Influence of Rainfall on Insecticide Efficacy

Jeff Gore, Research and Extension Entomologist
By Jeff Gore, Research and Extension Entomologist, Angus Catchot, Extension Entomologist and Don Cook, Research Entomologist June 2, 2014 13:29

Every year at some point during the season we seem to hit a rainy spell where it seems to rain at some point every day and we have showers widely scattered across the state. It started raining last Wednesday and we have had some rain everyday since then and it is currently raining in Stoneville right now (Monday morning). With that, the questions start about how long you need to spray before a rain to get acceptable control.

This is a very difficult question to answer and there is not a lot of research data out there on rainfastness.  The reason it is difficult to give a good answer is because it is a very complex situation that can be impacted by several different factors besides just time after the spray. The data that we do have are under specific conditions and those conditions will likely not be the same in every situation. Some factors that can impact the performance of an insecticide during rainy weather include (but are not limited to):

Amount of rainfall – This is fairly intuitive. Obviously 1 inch of rain will have more of an impact than a half an inch of rain, and 2 inches of rain will likely have a greater impact than 1 inch of rain.

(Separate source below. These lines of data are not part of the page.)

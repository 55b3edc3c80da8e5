use std::process::ExitCode;

use clap::Parser;
use lrloc::cli::{Arguments, ExitStatus};

fn main() -> ExitCode {
    let args = Arguments::parse();

    match lrloc::cli::run_cli(args) {
        Ok(status) => status.into(),
        Err(err) => {
            eprintln!("Error: {}", err);
            ExitStatus::Error.into()
        }
    }
}
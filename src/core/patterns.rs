//! Static pattern tables driving the extractor.
//!
//! Order is significant in every ordered table: evaluation is first-match-wins
//! and the broad patterns sit at the end.

use std::collections::HashSet;
use std::sync::LazyLock;

use regex::Regex;

/// Namespace marker every LOC key starts with.
pub const KEY_NAMESPACE: &str = "$$$/";

/// File names never scanned.
pub const DEFAULT_EXCLUDED_FILES: &[&str] = &["JSON.lua"];

/// Known formatting suffixes, longest first.
pub const COMMON_SUFFIXES: &[&str] = &[" - ", " -", "..."];

/// Diagnostic log calls: `log(`, `logWarn:`, `logger:info(`, `trace:debug (`...
pub static LOG_LINE_REGEX: LazyLock<Regex> = LazyLock::new(|| {
    Regex::new(
        r"(?i)\b(log|logInfo|logWarn|logError|logTrace|logDebug)\s*[:(]|\b(log|info|warn|error|trace|debug)\s*:\s*(log|info|warn|error|trace|debug)?\s*\(",
    )
    .unwrap()
});

/// Every double-quoted literal on a line.
pub static LITERAL_REGEX: LazyLock<Regex> =
    LazyLock::new(|| Regex::new(r#""([^"]*)""#).unwrap());

/// An existing key binding: `LOC "$$$/Key=Default value"`.
pub static LOC_BINDING_REGEX: LazyLock<Regex> =
    LazyLock::new(|| Regex::new(r#"LOC\s*"(\$\$\$/[^="]+)=([^"]+)""#).unwrap());

/// UI-context triggers, specific call sites first and `value=` last.
pub static UI_CONTEXT_PATTERNS: LazyLock<Vec<(&'static str, Regex)>> = LazyLock::new(|| {
    [
        ("LrDialogs.message", r"LrDialogs\.message\s*\("),
        ("LrDialogs.confirm", r"LrDialogs\.confirm\s*\("),
        ("LrDialogs.showError", r"LrDialogs\.showError\s*\("),
        ("LrDialogs.showBezel", r"LrDialogs\.showBezel\s*\("),
        ("LrDialogs.runOpenPanel", r"LrDialogs\.runOpenPanel\s*\("),
        ("LrDialogs.runSavePanel", r"LrDialogs\.runSavePanel\s*\("),
        ("LrDialogs.presentModalDialog", r"LrDialogs\.presentModalDialog\s*\("),
        ("LrErrors.throwUserError", r"LrErrors\.throwUserError\s*\("),
        ("LrErrors.throwCanceled", r"LrErrors\.throwCanceled\s*\("),
        ("title", r"\btitle\s*=\s*"),
        ("tooltip", r"\btooltip\s*=\s*"),
        ("label", r"\blabel\s*=\s*"),
        ("placeholder", r"\bplaceholder\s*=\s*"),
        ("actionVerb", r"\bactionVerb\s*=\s*"),
        ("cancelVerb", r"\bcancelVerb\s*=\s*"),
        ("otherVerb", r"\botherVerb\s*=\s*"),
        ("message", r"\bmessage\s*=\s*"),
        ("info", r"\binfo\s*=\s*"),
        ("caption", r"\bcaption\s*=\s*"),
        ("statusMsg", r"\bstatusMsg\s*=\s*"),
        ("LrPluginName", r"LrPluginName\s*=\s*"),
        ("popup_item", r#"\{\s*title\s*=\s*"[^"]*"\s*,\s*value\s*="#),
        ("value", r"\bvalue\s*=\s*"),
    ]
    .into_iter()
    .map(|(name, pattern)| (name, Regex::new(pattern).unwrap()))
    .collect()
});

/// Returns the name of the first UI-context trigger matching `line`.
pub fn match_ui_context(line: &str) -> Option<&'static str> {
    UI_CONTEXT_PATTERNS
        .iter()
        .find(|(_, regex)| regex.is_match(line))
        .map(|(name, _)| *name)
}

/// Strings always treated as technical (compared as-is and lowercased).
pub static IGNORE_EXACT: LazyLock<HashSet<&'static str>> = LazyLock::new(|| {
    [
        "", " ", "  ", "...", ".", ",", ":", ";", "-",
        "nil", "true", "false", "null",
        "GET", "POST", "PUT", "DELETE", "PATCH", "HEAD", "OPTIONS",
        "UTF-8", "utf-8", "json", "xml", "html", "text",
        "Accept", "User-Agent", "Content-Type", "Authorization", "Cookie",
        "Cache-Control", "If-None-Match", "If-Modified-Since",
        "application/json", "application/xml", "application/x-www-form-urlencoded",
        "text/plain", "text/html", "text/xml",
        "application/vnd.github.v3+json",
        "multipart/form-data",
        "PiwigoPublish-Lightroom-Plugin",
        "Piwigo Publisher",
        "ok", "cancel", "other",
        "Ok", "Cancel", "Other",
        "OK", "CANCEL", "OTHER",
        "Reset", "Import", "Check", "Delete", "Remove", "Apply", "Save", "Load",
        "Yes", "No", "Abort", "Retry", "Ignore", "Continue", "Stop", "Close",
        "info", "warning", "critical", "error",
        "boundary",
    ]
    .into_iter()
    .collect()
});

/// Shapes of technical strings.
pub static TECHNICAL_PATTERNS: LazyLock<Vec<Regex>> = LazyLock::new(|| {
    [
        r"^https?://",
        r"^\d+\.\d+\.\d+",
        r"^application/",
        r"^text/",
        r"^image/",
        r"^pwg\.",
        r"^[a-z_]+$",
        r"^[a-z]{3,15}$",
        r"^[A-Z][a-z]+(-[A-Z][a-z]+)+$",
        r"^Lr[A-Z]",
        r"^DEBUG",
        r"^[/\\]",
        r"^\d+$",
        r"(?i)^[a-f0-9-]{36}$",
    ]
    .into_iter()
    .map(|pattern| Regex::new(pattern).unwrap())
    .collect()
});

/// Lines in which bare identifiers are protocol data rather than UI text.
pub const DEFAULT_TECHNICAL_CONTEXT_PATTERNS: &[&str] = &[
    r#"\bfield\s*=\s*["']"#,
    r"headers?\s*=\s*\{",
    r"http\.request",
    r"LrHttp\.",
    r"multipart/form-data",
    r"\bboundary\b",
];

/// Bare identifier shape: a letter followed by letters, digits or hyphens.
pub static BARE_IDENTIFIER_REGEX: LazyLock<Regex> =
    LazyLock::new(|| Regex::new(r"^[A-Za-z][-A-Za-z0-9]*$").unwrap());

/// Existing keys that name protocol data (update checker headers).
pub static IGNORE_LOC_KEY_PATTERNS: LazyLock<Vec<Regex>> = LazyLock::new(|| {
    [
        r"/UpdateChecker/Accept$",
        r"/UpdateChecker/UserAgent$",
        r"/UpdateChecker/PiwigopublishLightroomPlugin$",
    ]
    .into_iter()
    .map(|pattern| Regex::new(pattern).unwrap())
    .collect()
});

pub const IGNORE_LOC_VALUES: &[&str] = &["Accept", "User-Agent", "PiwigoPublish-Lightroom-Plugin"];

/// True if an existing binding is protocol data and must not surface.
pub fn is_ignored_binding(key: &str, value: &str) -> bool {
    IGNORE_LOC_VALUES.contains(&value) || IGNORE_LOC_KEY_PATTERNS.iter().any(|p| p.is_match(key))
}

/// Function words dropped when building key leaves.
pub const STOP_WORDS: &[&str] = &[
    "the", "a", "an", "is", "if", "to", "for", "be", "will", "as", "on", "this", "in", "of",
    "and", "or", "not", "can", "has", "have", "been", "are", "was", "were", "being", "it",
];
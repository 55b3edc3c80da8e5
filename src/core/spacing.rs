//! Spacing and suffix analysis.
//!
//! Formatting spaces and the common suffixes (`" - "`, `" -"`, `"..."`) are
//! peeled off a literal so they do not multiply translation keys.

use crate::core::patterns::COMMON_SUFFIXES;

/// Split a literal into its trimmed text and the number of ASCII spaces at
/// each end. Other whitespace is not counted but is still trimmed.
///
/// ```
/// use lrloc::core::spacing::extract_spacing;
///
/// assert_eq!(extract_spacing("  Hello "), ("Hello".to_string(), 2, 1));
/// ```
pub fn extract_spacing(text: &str) -> (String, usize, usize) {
    let leading = text.len() - text.trim_start_matches(' ').len();
    let trailing = text.len() - text.trim_end_matches(' ').len();
    // An all-space literal must not count its spaces twice.
    let trailing = trailing.min(text.len() - leading);
    (text.trim().to_string(), leading, trailing)
}

/// Strip the first known suffix (longest first) whose removal leaves
/// non-blank text. Returns `(base, suffix)`; the suffix is empty when none
/// applies.
///
/// ```
/// use lrloc::core::spacing::extract_suffix;
///
/// assert_eq!(extract_suffix("Starting..."), ("Starting".to_string(), "...".to_string()));
/// assert_eq!(extract_suffix("..."), ("...".to_string(), String::new()));
/// ```
pub fn extract_suffix(text: &str) -> (String, String) {
    for suffix in COMMON_SUFFIXES {
        if let Some(base) = text.strip_suffix(suffix)
            && !base.trim().is_empty()
        {
            return (base.to_string(), suffix.to_string());
        }
    }
    (text.to_string(), String::new())
}

/// Full formatting breakdown of one literal.
#[derive(Debug, Clone, PartialEq, Eq)]
pub struct Formatting {
    pub clean_text: String,
    pub base_text: String,
    pub leading_spaces: usize,
    pub trailing_spaces: usize,
    pub suffix: String,
}

impl Formatting {
    /// Reassemble the literal from its parts.
    pub fn reconstruct(&self) -> String {
        let trailing = if self.suffix.is_empty() {
            self.trailing_spaces
        } else {
            0
        };
        format!(
            "{}{}{}{}",
            " ".repeat(self.leading_spaces),
            self.base_text,
            self.suffix,
            " ".repeat(trailing)
        )
    }
}

/// Analyze a literal: spacing first, then the suffix.
///
/// The suffix is first looked for before the trailing spaces are dropped, so
/// `"Cannot upload - "` yields the suffix `" - "`. Otherwise the trimmed text
/// is tried, so `"Loading...  "` and `"Loading..."` share the base `"Loading"`.
/// A detected suffix always zeroes the trailing-space count.
pub fn analyze(original: &str) -> Formatting {
    let (clean_text, leading_spaces, trailing_spaces) = extract_spacing(original);
    let (base_text, suffix) = match extract_suffix(&original[leading_spaces..]) {
        (_, suffix) if suffix.is_empty() => extract_suffix(&clean_text),
        found => found,
    };
    let (base_text, trailing_spaces) = if suffix.is_empty() {
        (clean_text.clone(), trailing_spaces)
    } else {
        (base_text, 0)
    };
    Formatting {
        clean_text,
        base_text,
        leading_spaces,
        trailing_spaces,
        suffix,
    }
}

However, any amount of rain can have a negative impact on some insecticides.

Intensity of rainfall – This is an area we don’t know a lot about. You would expect that a half inch of rain that falls over a 20 minute period would have more of an effect than a half inch of rain that falls over a 2 hour period. In other words, a hard driving rain is probably going to be worse than a slow steady rain.

Activity of the Insecticide – Activity refers to whether or not the insecticide being used has systemic activity (moves into the plant) or contact activity. Systemic insecticides tend to be a little more rainfast than most contact insecticides because they can not be washed off once they are in the plant. In general, most of these will move into the plant within about 2-4 hours. Some contact insecticides may not be very rainfast, but it may not matter. This can be very complex depending on the specific crop and targeted pest (see below)

Target Insect – Where the insect feeds can be very important, especially with contact insecticides. For insects that feed enclosed within plant structures (such as bollworms in cotton or soybeans) or mobile insects that are migrating into the field (tarnished plant bugs), residual control is very important. In those situations, a contact insecticide like a pyrethroid or organophosphate may not do a very good job because the rain will wash it off of the foliage before they are moving around in the crop. In other situations where the insect is exposed (bollworms in small beans or grain sorghum, or rice water weevil in rice), a pyrethroid may be the best choice because those insects will come into contact with a lethal dose almost immediately and will be controlled. If the rain washes it off after that point, it may not really matter.

General Guidelines:

For most insecticides, effective control can be obtained if the spray goes out about 2 to 4 hours before the rain. One major exception to this is Orthene or any of the other acephate based products. Acephate is by far the least effective insecticides to use when rain is expected, in fact generally we like to see 8-12 hours after acephate, but longer the better.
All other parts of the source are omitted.